L'ONG a passé au crible 19 fournisseurs présents sur le marché français. Pour "démêlez le vert du faux", elle a établi son propre classement accessible en ligne, selon une méthodologie déjà éprouvée dans d'autres pays, notamment la Belgique.

Pour rendre "écolos" leurs offres, les fournisseurs se contentent souvent d'acheter un certificat dit de "garantie d'origine". Ce système atteste qu'une quantité équivalente d'électricité renouvelable (solaire, éolien, hydraulique) à celle qui a été utilisée par le client a bien été injectée dans le réseau d'électricité, en France ou ailleurs en Europe. "Cela signifie qu'un fournisseur d'offres vertes peut se contenter d'acheter de l'électricité produite dans une centrale à charbon ou nucléaire, du moment qu'il achète aussi un certificat vert", pointe l'ONG.

Trois petits fournisseurs, jugés "vraiment verts"

À l'aune de sa méthodologie qui tient compte de ces pratiques de certains fournisseurs d'électricité, Greenpeace a mis en tête de son classement trois petits fournisseurs: Energie d'Ici, Enercoop et Ilek. Ils ont été jugés "vraiment verts" parce qu'ils proposent une électricité à plus de 95 % renouvelable et soutiennent les petits producteurs d'électricité renouvelable.

Six autres sont "en bonne voie": Planète Oui, ekWateur, Energem-UEM, Gaz et Electricité de Grenoble (GEG), Sélia et Alterna. L'ONG juge qu'ils font des efforts en matière de renouvelables, mais encore insuffisants. Quatre sont encore jugés "à la traîne"/ Plüm énergie, La coopérative Lucia, Proxelia et Énergies du Santerre.

Carton rouge pour Total et ses offres Spring et Direct Energie

Le bas du classement est occupé par les grands nom de l'énergie: Total Spring, Direct Energie (racheté par Total), Engie et sa filiale Happ-e, EDF et sa filiale Sowee. À EDF, il est reproché de produire essentiellement une électricité d'origine nucléaire, une technologie à laquelle Greenpeace s'est toujours opposée en la jugeant "non seulement polluante mais aussi dangereuse".

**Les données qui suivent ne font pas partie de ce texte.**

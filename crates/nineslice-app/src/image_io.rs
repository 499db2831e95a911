//! PNG input/output and the generated test pattern.

use std::fs;
use std::io::{BufReader, BufWriter};
use std::path::Path;

use anyhow::{Context, Result, bail};

use nineslice_core::color::Color;
use nineslice_core::image::RgbaImage;

/// Decode a PNG into 8-bit RGBA, whatever its stored format.
pub fn load_png(path: &Path) -> Result<RgbaImage> {
    let file = fs::File::open(path).with_context(|| format!("opening {}", path.display()))?;
    let mut decoder = png::Decoder::new(BufReader::new(file));
    decoder.set_transformations(png::Transformations::EXPAND | png::Transformations::STRIP_16);
    let mut reader = decoder
        .read_info()
        .with_context(|| format!("reading {}", path.display()))?;
    let mut buf = vec![0u8; reader.output_buffer_size()];
    let info = reader.next_frame(&mut buf)?;
    let bytes = &buf[..info.buffer_size()];

    let rgba: Vec<u8> = match info.color_type {
        png::ColorType::Rgba => bytes.to_vec(),
        png::ColorType::Rgb => bytes
            .chunks_exact(3)
            .flat_map(|p| [p[0], p[1], p[2], 255])
            .collect(),
        png::ColorType::GrayscaleAlpha => bytes
            .chunks_exact(2)
            .flat_map(|p| [p[0], p[0], p[0], p[1]])
            .collect(),
        png::ColorType::Grayscale => bytes.iter().flat_map(|&g| [g, g, g, 255]).collect(),
        png::ColorType::Indexed => bail!("{}: palette was not expanded", path.display()),
    };

    Ok(RgbaImage::from_raw(info.width, info.height, rgba)?)
}

pub fn save_png(path: &Path, image: &RgbaImage) -> Result<()> {
    let file = fs::File::create(path).with_context(|| format!("creating {}", path.display()))?;
    let writer = BufWriter::new(file);
    let mut encoder = png::Encoder::new(writer, image.width(), image.height());
    encoder.set_color(png::ColorType::Rgba);
    encoder.set_depth(png::BitDepth::Eight);
    let mut writer = encoder.write_header()?;
    writer.write_image_data(image.as_bytes())?;
    Ok(())
}

/// Framed checker card: a dark 8 px frame with light corner marks around
/// an 8 px checkerboard, so stretched and unstretched regions are easy to
/// tell apart.
pub fn test_pattern(width: u32, height: u32) -> RgbaImage {
    const FRAME: u32 = 8;
    let frame = Color::rgb(40, 44, 52);
    let mark = Color::rgb(229, 192, 123);
    let light = Color::rgb(220, 220, 220);
    let dark = Color::rgb(150, 150, 150);

    RgbaImage::from_fn(width, height, |x, y| {
        let near_x = x < FRAME || x + FRAME >= width;
        let near_y = y < FRAME || y + FRAME >= height;
        if near_x && near_y {
            mark
        } else if near_x || near_y {
            frame
        } else if (x / 8 + y / 8) % 2 == 0 {
            light
        } else {
            dark
        }
    })
}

Total Spring (ex-Lampiris), "achète et produit principalement de l'électricité non renouvelable. Quant à Direct Energie (détenu à 95% par le pétrolier français) en 2017, il "produisait et achetait encore principalement de l'électricité non-renouvelable" selon l'ONG.

Enfin, l'appréciation sur Engie est plus nuancée: Greenpeace lui reconnaît des efforts pour se débarrasser de centrales à charbon et investir dans les renouvelables. "Mais l'entreprise continue de produire une électricité fortement émettrice de gaz à effet de serre et très polluante", juge Greenpeace, qui pointe aussi du doigt son exploitation du parc nucléaire belge.